**Exercise prompt:**
Lines from the first one down to the one containing "monitor has been" in the data below are the only ones needed; please return them exactly, both ends included.

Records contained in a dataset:
-- -- --

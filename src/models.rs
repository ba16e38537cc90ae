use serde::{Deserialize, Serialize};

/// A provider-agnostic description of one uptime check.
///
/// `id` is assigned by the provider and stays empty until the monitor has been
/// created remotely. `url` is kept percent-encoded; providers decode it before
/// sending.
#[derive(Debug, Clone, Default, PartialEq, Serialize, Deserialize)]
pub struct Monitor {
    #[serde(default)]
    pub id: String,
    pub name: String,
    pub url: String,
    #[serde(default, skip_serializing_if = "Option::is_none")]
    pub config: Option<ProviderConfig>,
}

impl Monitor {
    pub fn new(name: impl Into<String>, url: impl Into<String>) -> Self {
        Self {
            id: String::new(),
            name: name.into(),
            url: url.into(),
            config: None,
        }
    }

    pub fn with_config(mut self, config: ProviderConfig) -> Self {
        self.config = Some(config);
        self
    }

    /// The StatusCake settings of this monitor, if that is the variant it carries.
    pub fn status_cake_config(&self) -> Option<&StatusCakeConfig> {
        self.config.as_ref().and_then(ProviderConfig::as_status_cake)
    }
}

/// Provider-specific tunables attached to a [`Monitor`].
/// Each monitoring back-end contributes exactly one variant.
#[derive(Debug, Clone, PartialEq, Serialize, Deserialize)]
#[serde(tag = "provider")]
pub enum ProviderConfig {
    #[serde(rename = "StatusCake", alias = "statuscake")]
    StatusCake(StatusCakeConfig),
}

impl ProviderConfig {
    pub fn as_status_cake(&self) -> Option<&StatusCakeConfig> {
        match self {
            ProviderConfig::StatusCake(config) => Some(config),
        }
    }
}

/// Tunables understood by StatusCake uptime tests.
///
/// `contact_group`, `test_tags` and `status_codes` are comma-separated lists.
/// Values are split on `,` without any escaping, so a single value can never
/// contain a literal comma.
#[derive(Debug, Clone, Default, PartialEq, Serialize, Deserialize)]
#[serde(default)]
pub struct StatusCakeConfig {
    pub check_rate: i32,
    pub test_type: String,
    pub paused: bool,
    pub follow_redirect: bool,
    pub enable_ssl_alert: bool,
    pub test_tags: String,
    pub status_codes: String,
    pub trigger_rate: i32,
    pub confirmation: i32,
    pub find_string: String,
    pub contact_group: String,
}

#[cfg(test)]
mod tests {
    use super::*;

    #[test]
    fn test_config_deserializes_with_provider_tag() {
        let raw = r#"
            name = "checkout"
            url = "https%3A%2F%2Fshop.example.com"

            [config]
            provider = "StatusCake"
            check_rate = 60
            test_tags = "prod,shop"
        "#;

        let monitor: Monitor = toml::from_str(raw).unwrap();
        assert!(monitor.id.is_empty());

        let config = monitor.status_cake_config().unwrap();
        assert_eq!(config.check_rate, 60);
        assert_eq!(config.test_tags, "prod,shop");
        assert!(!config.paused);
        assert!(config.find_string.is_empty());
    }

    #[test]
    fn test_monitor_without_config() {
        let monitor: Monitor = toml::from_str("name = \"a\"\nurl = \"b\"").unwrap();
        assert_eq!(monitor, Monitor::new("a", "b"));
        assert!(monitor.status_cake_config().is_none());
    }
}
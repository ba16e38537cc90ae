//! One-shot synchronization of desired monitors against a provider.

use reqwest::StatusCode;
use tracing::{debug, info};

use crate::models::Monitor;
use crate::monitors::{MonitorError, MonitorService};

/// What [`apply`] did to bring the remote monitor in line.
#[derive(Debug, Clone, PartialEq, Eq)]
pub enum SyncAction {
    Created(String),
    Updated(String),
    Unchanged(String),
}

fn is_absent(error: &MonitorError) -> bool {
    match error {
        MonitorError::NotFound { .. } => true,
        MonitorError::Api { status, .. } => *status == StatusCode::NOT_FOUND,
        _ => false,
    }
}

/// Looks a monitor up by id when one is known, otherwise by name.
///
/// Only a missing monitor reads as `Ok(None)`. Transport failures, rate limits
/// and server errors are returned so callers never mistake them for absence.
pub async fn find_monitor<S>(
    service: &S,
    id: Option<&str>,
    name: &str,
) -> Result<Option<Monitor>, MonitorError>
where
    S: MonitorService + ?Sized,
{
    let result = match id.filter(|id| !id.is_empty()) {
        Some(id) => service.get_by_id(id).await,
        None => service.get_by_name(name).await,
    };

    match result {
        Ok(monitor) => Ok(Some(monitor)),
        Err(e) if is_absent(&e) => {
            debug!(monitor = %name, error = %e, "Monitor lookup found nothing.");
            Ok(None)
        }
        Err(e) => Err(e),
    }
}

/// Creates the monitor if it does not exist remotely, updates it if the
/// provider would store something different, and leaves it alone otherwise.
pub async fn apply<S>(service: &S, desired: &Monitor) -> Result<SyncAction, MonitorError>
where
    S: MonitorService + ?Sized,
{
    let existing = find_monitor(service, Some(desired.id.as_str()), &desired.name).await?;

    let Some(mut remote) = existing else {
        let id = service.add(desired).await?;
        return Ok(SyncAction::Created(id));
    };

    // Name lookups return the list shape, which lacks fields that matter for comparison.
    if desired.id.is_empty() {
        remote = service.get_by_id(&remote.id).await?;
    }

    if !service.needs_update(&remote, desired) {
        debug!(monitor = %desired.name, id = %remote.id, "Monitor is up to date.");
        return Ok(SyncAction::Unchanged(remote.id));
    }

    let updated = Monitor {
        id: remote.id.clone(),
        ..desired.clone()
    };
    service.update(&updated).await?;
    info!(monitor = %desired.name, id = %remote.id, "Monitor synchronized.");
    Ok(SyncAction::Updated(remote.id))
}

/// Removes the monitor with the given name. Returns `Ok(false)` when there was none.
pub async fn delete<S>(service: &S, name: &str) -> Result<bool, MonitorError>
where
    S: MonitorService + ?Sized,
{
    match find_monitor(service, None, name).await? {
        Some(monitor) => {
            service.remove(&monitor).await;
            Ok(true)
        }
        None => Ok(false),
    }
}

-- -- --

**Written reply:**
filename src/models.rs
repository ba16e38537cc90ae
use serde::{Deserialize, Serialize};

/// A provider-agnostic description of one uptime check.
///
/// `id` is assigned by the provider and stays empty until the monitor has been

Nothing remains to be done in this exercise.